──────── Records supplied ────────

async fn create(
    h: &Harness,
    id: &str,
    author: &str,
    community: &str,
    target: &str,
) -> CreationOutcome {
    h.channel.add_post(&format!("t3_{target}"), community);
    h.engine.handle_post(&request(id, author, community, target)).await
}

#[tokio::test]
async fn cats_or_dogs_end_to_end() {
    let h = harness();
    let outcome = create(&h, "req1", "alice", "pets", "abc").await;
    assert_eq!(
        outcome,
        CreationOutcome::Created {
            poll_id: 1,
            location_id: "t1_mock1".to_string()
        }
    );

    let posted = h.channel.replies_to("t3_abc");
    assert_eq!(posted.len(), 1);
    assert!(
        posted[0]
            .text
            .starts_with("Poll question: **Cats or dogs?**  \n\nTotal votes: 0  \n\n")
    );
    assert!(posted[0].text.contains("- A. Cats "));
    assert!(posted[0].text.contains("- B. Dogs "));

    let poll = h.store.lock().get_poll(1).unwrap().unwrap();
    assert_eq!(poll.request_location_id, "t3_abc");
    assert_eq!(poll.rendered_location_id.as_deref(), Some("t1_mock1"));
    assert_eq!(h.store.lock().get_options(1).unwrap().len(), 2);

    h.channel.push_message(vote("m1", "userA", 1, "a"));
    h.channel.push_message(vote("m2", "userB", 1, "b"));
    h.channel.push_message(vote("m3", "userA", 1, "b"));

    let pass = h.engine.run_vote_pass().await;
    assert_eq!(pass.recorded(), 2);
    assert_eq!(
        pass.outcomes[2],
        (
            "m3".to_string(),
            VoteOutcome::Rejected {
                poll_id: 1,
                reason: VoteRejection::Duplicate
            }
        )
    );
    assert_eq!(pass.edited, vec![1]);
    assert_eq!(h.channel.processed(), vec!["m1", "m2", "m3"]);
    assert_eq!(h.channel.unread_count(), 0);

    let tally = h.store.lock().get_votes(1).unwrap();
    assert_eq!(tally.get(&0), Some(&1));
    assert_eq!(tally.get(&1), Some(&1));

    let edits = h.channel.edits();
    assert_eq!(edits.len(), 1);
    assert_eq!(edits[0].location_id, "t1_mock1");
    let half = format!("{}{}", "█".repeat(10), "░".repeat(10));
    assert!(edits[0].text.contains("Total votes: 2  \n"));
    assert!(edits[0].text.contains(&format!("    A. {half}   50.00%     1 votes  \n")));
    assert!(edits[0].text.contains(&format!("    B. {half}   50.00%     1 votes  \n")));
}

#[tokio::test]
async fn many_votes_in_one_pass_edit_once() {
    let h = harness();
    create(&h, "req1", "alice", "pets", "abc").await;
    create(&h, "req2", "bob", "pets", "def").await;

    for i in 0..5 {
        h.channel.push_message(vote(&format!("a{i}"), &format!("voter{i}"), 1, "a"));
        h.channel.push_message(vote(&format!("b{i}"), &format!("voter{i}"), 2, "b"));
    }

    let pass = h.engine.run_vote_pass().await;
    assert_eq!(pass.recorded(), 10);
    assert_eq!(pass.edited, vec![1, 2]);
    assert_eq!(h.channel.edit_calls(), 2);
}

#[tokio::test]
async fn concurrent_requests_for_one_target_create_one_poll() {
    let h = harness();
    h.channel.add_post("t3_abc", "pets");
    let first = request("req1", "alice", "pets", "abc");
    let second = request("req2", "bob", "pets", "abc");

    let outcomes =
        futures::future::join_all([h.engine.handle_post(&first), h.engine.handle_post(&second)])
            .await;

    let created = outcomes
        .iter()
        .filter(|o| matches!(o, CreationOutcome::Created { .. }))
        .count();
    assert_eq!(created, 1);
    assert!(outcomes.contains(&CreationOutcome::Rejected(Rejection::DuplicateRequest)));
    assert_eq!(h.channel.replies_to("t3_abc").len(), 1);

    let notices: Vec<_> = h
        .channel
        .replies()
        .into_iter()
        .filter(|r| r.text == DUPLICATE_NOTICE)
        .collect();
    assert_eq!(notices.len(), 1);
    assert!(h.store.lock().get_poll(2).unwrap().is_none());
}

#[tokio::test]
async fn redelivered_request_is_ignored() {
    let h = harness();
    h.channel.add_post("t3_abc", "pets");
    let event = request("req1", "alice", "pets", "abc");

    assert!(matches!(
        h.engine.handle_post(&event).await,
        CreationOutcome::Created { .. }
    ));
    assert_eq!(
        h.engine.handle_post(&event).await,
        CreationOutcome::Ignored(IgnoreReason::AlreadyReplied)
    );
    assert_eq!(h.channel.replies().len(), 1);
}

#[tokio::test]
async fn seventh_creation_by_one_author_is_refused_until_window_resets() {
    let h = harness();
    for i in 0..6 {
        let (id, community, target) = (format!("req{i}"), format!("c{i}"), format!("p{i}"));
        let outcome = create(&h, &id, "alice", &community, &target).await;
        assert!(matches!(outcome, CreationOutcome::Created { .. }), "creation {i}: {outcome:?}");
    }

    let outcome = create(&h, "req6", "alice", "c6", "p6").await;
    assert_eq!(outcome, CreationOutcome::Rejected(Rejection::Limited(Denial::AuthorLimit)));
    let notice = h.channel.replies_to("t1_req6");
    assert_eq!(notice.len(), 1);
    assert_eq!(notice[0].text, AUTHOR_LIMIT_NOTICE);

    h.clock.advance(chrono::Duration::hours(24) + chrono::Duration::seconds(1));
    let outcome = create(&h, "req7", "alice", "c7", "p7").await;
    assert!(matches!(outcome, CreationOutcome::Created { .. }));
}

#[tokio::test]
async fn community_limit_applies_across_authors() {
    let h = harness();
    for i in 0..6 {
        let (id, author, target) = (format!("req{i}"), format!("user{i}"), format!("p{i}"));
        let outcome = create(&h, &id, &author, "pets", &target).await;
        assert!(matches!(outcome, CreationOutcome::Created { .. }));
    }

    let outcome = create(&h, "req6", "user6", "pets", "p6").await;
    assert_eq!(outcome, CreationOutcome::Rejected(Rejection::Limited(Denial::CommunityLimit)));
    assert_eq!(h.channel.replies_to("t1_req6")[0].text, COMMUNITY_LIMIT_NOTICE);
}

#[tokio::test]
async fn exempt_community_has_no_limit() {
    let mut config = EngineConfig::default();
    config.exempt_communities.insert("pets".to_string());
    let h = harness_with(config);

    for i in 0..10 {
        let (id, author, target) = (format!("req{i}"), format!("user{i}"), format!("p{i}"));
        let outcome = create(&h, &id, &author, "pets", &target).await;
        assert!(matches!(outcome, CreationOutcome::Created { .. }));
    }
}

#[tokio::test]
async fn events_that_are_not_requests_are_ignored() {
    let config = EngineConfig {
        reply_after: Some(start() + chrono::Duration::minutes(1)),
        ..EngineConfig::default()
    };
    let h = harness_with(config);
    h.channel.add_post("t3_abc", "pets");

    let own = request("req1", "pollingbot", "pets", "abc");
    assert_eq!(
        h.engine.handle_post(&own).await,
        CreationOutcome::Ignored(IgnoreReason::OwnPost)
    );

    let empty = event("req2", "alice", "pets", "  \n ");
    assert_eq!(
        h.engine.handle_post(&empty).await,
        CreationOutcome::Ignored(IgnoreReason::EmptyText)
    );

    let old = request("req3", "alice", "pets", "abc");
    assert_eq!(
        h.engine.handle_post(&old).await,
        CreationOutcome::Ignored(IgnoreReason::TooOld)
    );

    let mut chatter = event("req4", "alice", "pets", "just chatting, no poll here");
    chatter.created_at = start() + chrono::Duration::hours(1);
    assert_eq!(
        h.engine.handle_post(&chatter).await,
        CreationOutcome::Ignored(IgnoreReason::NoRequest)
    );

    assert!(h.channel.replies().is_empty());
    assert!(!h.store.lock().has_replied("t1_req3").unwrap());
}

#[tokio::test]
async fn unknown_target_fails_without_side_effects() {
    let h = harness();
    let outcome = h
        .engine
        .handle_post(&request("req1", "alice", "pets", "nowhere"))
        .await;
    assert!(matches!(outcome, CreationOutcome::Failed(_)));
    assert!(h.channel.replies().is_empty());
    assert!(h.store.lock().get_poll(1).unwrap().is_none());
}

#[tokio::test]
async fn rate_limited_post_is_retried() {
    let h = harness();
    for _ in 0..2 {
        h.channel.queue_create_error(ChannelError::RateLimited {
            retry_after: Duration::ZERO,
        });
    }

    let outcome = create(&h, "req1", "alice", "pets", "abc").await;
    assert!(matches!(outcome, CreationOutcome::Created { .. }));
    assert_eq!(h.channel.create_calls(), 3);
}

#[tokio::test]
async fn retries_stop_at_the_limit() {
    let h = harness();
    for _ in 0..5 {
        h.channel.queue_create_error(ChannelError::RateLimited {
            retry_after: Duration::ZERO,
        });
    }

    let outcome = create(&h, "req1", "alice", "pets", "abc").await;
    assert!(matches!(outcome, CreationOutcome::Failed(_)));
    assert_eq!(h.channel.create_calls(), 5);
    assert!(h.store.lock().get_poll(1).unwrap().is_none());
    assert!(!h.store.lock().has_poll_for_request("t3_abc").unwrap());
}

#[tokio::test]
async fn redelivery_after_failed_post_creates_the_poll() {
    let h = harness();
    h.channel.queue_create_error(ChannelError::Failed("server error".to_string()));

    let outcome = create(&h, "req1", "alice", "pets", "abc").await;
    assert!(matches!(outcome, CreationOutcome::Failed(_)));
    assert!(h.store.lock().get_poll(1).unwrap().is_none());

    let outcome = create(&h, "req1", "alice", "pets", "abc").await;
    assert_eq!(
        outcome,
        CreationOutcome::Created {
            poll_id: 1,
            location_id: "t1_mock1".to_string()
        }
    );
    assert!(h.channel.replies().iter().all(|r| r.text != DUPLICATE_NOTICE));
    assert_eq!(h.store.lock().get_options(1).unwrap().len(), 2);
}

#[tokio::test]
async fn same_event_delivered_twice_at_once_creates_one_poll() {
    let h = harness();
    h.channel.add_post("t3_abc", "pets");
    h.channel.queue_create_error(ChannelError::RateLimited {
        retry_after: Duration::from_millis(5),
    });
    let event = request("req1", "alice", "pets", "abc");

    let outcomes =
        futures::future::join_all([h.engine.handle_post(&event), h.engine.handle_post(&event)])
            .await;

    let created = outcomes
        .iter()
        .filter(|o| matches!(o, CreationOutcome::Created { .. }))
        .count();
    assert_eq!(created, 1);
    assert!(outcomes.contains(&CreationOutcome::Ignored(IgnoreReason::AlreadyReplied)));
    assert_eq!(h.channel.replies_to("t3_abc").len(), 1);
    assert!(h.channel.replies().iter().all(|r| r.text != DUPLICATE_NOTICE));
    assert!(h.store.lock().get_poll(2).unwrap().is_none());
}

#[tokio::test]
async fn denied_post_bans_community() {
    let h = harness();
    let mut events = h.engine.subscribe();
    h.channel
        .queue_create_error(ChannelError::Denied("banned from r/pets".to_string()));

    let outcome = create(&h, "req1", "alice", "pets", "abc").await;
    assert!(matches!(outcome, CreationOutcome::Failed(_)));
    assert_eq!(h.channel.create_calls(), 1);
    assert!(h.store.lock().is_banned("pets").unwrap());
    assert_eq!(
        events.recv().await.unwrap(),
        Event::CommunityBanned {
            community: "pets".to_string()
        }
    );

    let outcome = create(&h, "req2", "bob", "pets", "def").await;
    assert_eq!(outcome, CreationOutcome::Rejected(Rejection::Banned));
    assert_eq!(h.channel.create_calls(), 1);
}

────────

Brief –
Show all lines in the entries above where the word "default" appears.

Result below –
    let mut config = EngineConfig::default();
        ..EngineConfig::default()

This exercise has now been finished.